1Yacimientos, Ecopetrol, Bogota, Colombia.

Geohistory analysis was performed in the Northern Graben of the offshore Taranaki Basin, located along the western coast of New Zealand’s North Island. The Taranaki Basin has a complex tectonic history, which is reflected in changes in Late Cretaceous to Cenozoic depositional patterns. Understanding the subsidence history and how it affected basin development is crucial to defining the structural and stratigraphic changes that took place during its evolution.

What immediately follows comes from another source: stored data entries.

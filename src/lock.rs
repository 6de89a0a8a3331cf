use crate::errors::*;
use advisory_lock::{AdvisoryFileLock, FileLockMode};
use std::path::Path;
use tokio::fs::File;

/// Exclusive advisory lock on a directory, held until dropped
#[derive(Debug)]
pub struct Lock {
    // we only need to hold this, but don't use it for anything
    #[allow(dead_code)]
    file: File,
}

impl Lock {
    pub async fn acquire(path: &Path) -> Result<Self> {
        debug!("Acquiring exclusive lock on directory: {path:?}");
        let file = File::open(path)
            .await
            .with_context(|| anyhow!("Failed to open directory: {path:?}"))?;
        let file = file.into_std().await;
        AdvisoryFileLock::try_lock(&file, FileLockMode::Exclusive)
            .with_context(|| anyhow!("Failed to acquire exclusive lock for: {path:?}"))?;
        debug!("Successfully acquired exclusive lock");
        let file = file.into();
        Ok(Self { file })
    }
}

A reconstruction of the depositional history of the basin through seismic interpretation of about 630 km2 of the Parihaka 3D seismic volume and mapping of several horizons within the stratigraphic succession allowed identification of depocenters and spatial changes in thickness. This analysis is complemented by subsequent measurement of subsidence rates based on amount of sediment preserved, and a general description of the main structural and stratigraphic features observed during 3D seismic volume interpretation. Backstripping techniques were used to determine the tectonic subsidence after isolating the subsidence due to water and sediment load.

The
Taranaki Basin was formed by extension associated with Tasman Sea spreading during the Late Cretaceous to early Oligocene. The basin was initially a rift basin, in which Late Cretaceous to Paleozoic typical synrift deposition was confined to half grabens and sediments were predominantly fluvial and shallow marine. A subsequent period of drift and quiescence, that started at late Paleocene deposited a large succession of Eocene mudstones while a carbonate platform developed for most of the Oligocene. This was followed by a Miocene compressional regime creating a deep basin filled with a thick and complex succession of deep marine sediments in a back-arc foreland basin related to the convergent plate boundary between the Australian and Pacific plates. Different types of subsidence (fault-controlled subsidence, thermal, and subsidence related to sediment load) are recognizable, as are periods of non-deposition.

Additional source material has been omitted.